American actress and activist Jane Fonda announced Friday, September 1 that she was suffering from cancer but said she was optimistic about her chances of recovery, denouncing in passing the inequalities of access to care in the United States.
"I was diagnosed with non-Hodgkin's lymphoma", a cancer of the lymphatic system, "and I started chemotherapy treatments," the 84-year-old Oscar-winning actress announced on her Instagram account.
Two Oscars for Best Actress
"It's a completely curable cancer. 80% of people survive, so I feel very lucky," she immediately put into perspective. “I am also lucky to have health insurance and to have access to the best doctors and treatments. I am aware that I am privileged and it is sad”, continued the star, flagship support of the Democratic party in the States. States, adding that "many" Americans "don't have access to the quality care that I get and that's not fair."

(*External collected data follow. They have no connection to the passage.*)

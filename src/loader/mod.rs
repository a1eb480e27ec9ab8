//! C11 — Executable Loader: detects package vs. raw ELF64 input, extracts
//! the payload, and maps it into Guest Memory.

pub mod elf;
pub mod package;

use crate::error::LoaderError;
use crate::logger::Logger;
use crate::memory::GuestMemory;
pub use elf::{LoadedElf, LoadedSegment};

pub struct ExecutableLoader {
    logger: Logger,
}

impl ExecutableLoader {
    pub fn new(logger: Logger) -> Self {
        Self { logger }
    }

    /// Loads `raw` (the bytes of a container file) into `mem`, transparently
    /// unwrapping a package container if present, and returns the resulting
    /// entry point plus segment map.
    pub fn load(&self, raw: &[u8], mem: &mut GuestMemory) -> Result<LoadedElf, LoaderError> {
        if raw.len() >= 4 && raw[0..4] == package::PACKAGE_MAGIC {
            self.logger.info("loader", "package container detected, extracting main executable");
            let elf_bytes = package::extract_main_executable(raw)?;
            return self.load_elf(&elf_bytes, mem);
        }
        self.load_elf(raw, mem)
    }

    fn load_elf(&self, data: &[u8], mem: &mut GuestMemory) -> Result<LoadedElf, LoaderError> {
        let loaded = elf::load_from_bytes(data, mem)?;
        for segment in &loaded.segments {
            self.logger.debug(
                "loader",
                &format!(
                    "segment {} vaddr=0x{:x} memsz=0x{:x} filesz=0x{:x}",
                    segment.type_name, segment.virtual_address, segment.memory_size, segment.file_size
                ),
            );
        }
        Ok(loaded)
    }
}

#[cfg(test)]
mod tests {
    use super::*;
    use crate::memory::USER_BASE;

    #[test]
    fn raw_elf_without_package_wrapper_loads_directly() {
        let logger = Logger::default();
        let mut mem = GuestMemory::new(&logger).unwrap();
        let loader = ExecutableLoader::new(logger);

        let mut data = vec![0u8; 0x2000];
        data[0..4].copy_from_slice(&[0x7F, 0x45, 0x4C, 0x46]);
        data[4] = 2; // ELFCLASS64
        data[5] = 1; // ELFDATA2LSB
        data[16..18].copy_from_slice(&2u16.to_le_bytes()); // ET_EXEC
        data[18..20].copy_from_slice(&62u16.to_le_bytes()); // EM_X86_64
        data[24..32].copy_from_slice(&USER_BASE.to_le_bytes());
        data[32..40].copy_from_slice(&64u64.to_le_bytes());
        data[54..56].copy_from_slice(&56u16.to_le_bytes());
        data[56..58].copy_from_slice(&1u16.to_le_bytes());
        data[64..68].copy_from_slice(&1u32.to_le_bytes()); // PT_LOAD
        data[72..80].copy_from_slice(&0x1000u64.to_le_bytes());
        data[80..88].copy_from_slice(&USER_BASE.to_le_bytes());
        data[96..104].copy_from_slice(&0x100u64.to_le_bytes());
        data[104..112].copy_from_slice(&0x100u64.to_le_bytes());

        let result = loader.load(&data, &mut mem).unwrap();
        assert!(result.is_valid);
        assert_eq!(result.entry_point, USER_BASE);
    }
}
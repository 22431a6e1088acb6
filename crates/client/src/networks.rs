//! Static metadata for the known Ethereum networks.

use crate::error::ClientError;
use std::fmt;

/// Consensus mechanism a network runs.
#[derive(Debug, Clone, Copy, PartialEq, Eq)]
pub enum Consensus {
    ProofOfWork,
    ProofOfAuthority,
}

impl fmt::Display for Consensus {
    fn fmt(&self, f: &mut fmt::Formatter<'_>) -> fmt::Result {
        f.write_str(match self {
            Self::ProofOfWork => "Proof of Work",
            Self::ProofOfAuthority => "Proof of Authority",
        })
    }
}

/// Metadata for a single known network.
#[derive(Debug, Clone, Copy, PartialEq, Eq)]
pub struct NetworkData {
    pub id: u64,
    pub name: &'static str,
    pub consensus: Consensus,
    etherscan_prefix: &'static str,
}

/// The networks this client knows block explorers and names for.
static NETWORKS: [NetworkData; 4] = [
    NetworkData { id: 1, name: "Mainnet", consensus: Consensus::ProofOfWork, etherscan_prefix: "" },
    NetworkData {
        id: 3,
        name: "Ropsten",
        consensus: Consensus::ProofOfWork,
        etherscan_prefix: "ropsten.",
    },
    NetworkData {
        id: 4,
        name: "Rinkeby",
        consensus: Consensus::ProofOfAuthority,
        etherscan_prefix: "rinkeby.",
    },
    NetworkData {
        id: 42,
        name: "Kovan",
        consensus: Consensus::ProofOfAuthority,
        etherscan_prefix: "kovan.",
    },
];

/// Looks up the static metadata for `id`.
pub fn network_data(id: u64) -> Result<&'static NetworkData, ClientError> {
    NETWORKS.iter().find(|network| network.id == id).ok_or(ClientError::UnknownNetwork(id))
}

/// Human-readable name of network `id`.
pub fn network_name(id: u64) -> Result<&'static str, ClientError> {
    Ok(network_data(id)?.name)
}

/// Consensus mechanism of network `id`.
pub fn network_consensus(id: u64) -> Result<Consensus, ClientError> {
    Ok(network_data(id)?.consensus)
}

/// Kind of Etherscan resource a link points at.
#[derive(Debug, Clone, Copy, PartialEq, Eq)]
pub enum ExplorerKind {
    Transaction,
    Address,
    Token,
}

impl ExplorerKind {
    const fn path_segment(self) -> &'static str {
        match self {
            Self::Transaction => "tx",
            Self::Address => "address",
            Self::Token => "token",
        }
    }
}

/// Builds an Etherscan link for `data` on network `id`.
pub fn explorer_url(id: u64, kind: ExplorerKind, data: &str) -> Result<String, ClientError> {
    let network = network_data(id)?;
    Ok(format!(
        "https://{}etherscan.io/{}/{data}",
        network.etherscan_prefix,
        kind.path_segment()
    ))
}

Jane Fonda's career began in the 1960s and was crowned with two Best Actress Oscars, in 1971 for Alan J. Pakula's "Klute" and in 1978 for Hal Ashby's "The Return". She has also been nominated five other times for the most prestigious awards in American cinema.
Peace activist and environmentalist
The actress is still pursuing her career, notably lending her voice in the animated family film "Luck" recently released on Apple TV+. His career had many other facets. An aerobics star, she is also known for her peaceful activism at the time of the Vietnam War and then, until today, in favor of the environment and the fight against climate change.
On her message, she takes the opportunity to point out the role of fossil fuels and pesticides in cancer. "I have six months of chemotherapy, I am taking the treatments very well and, believe me, I will not let any of this interfere with my climate activism," she promised. "The mid-term elections are approaching (in November), and they will have far-reaching consequences. So you can count on me to accompany you in growing our army of climate champions," she added.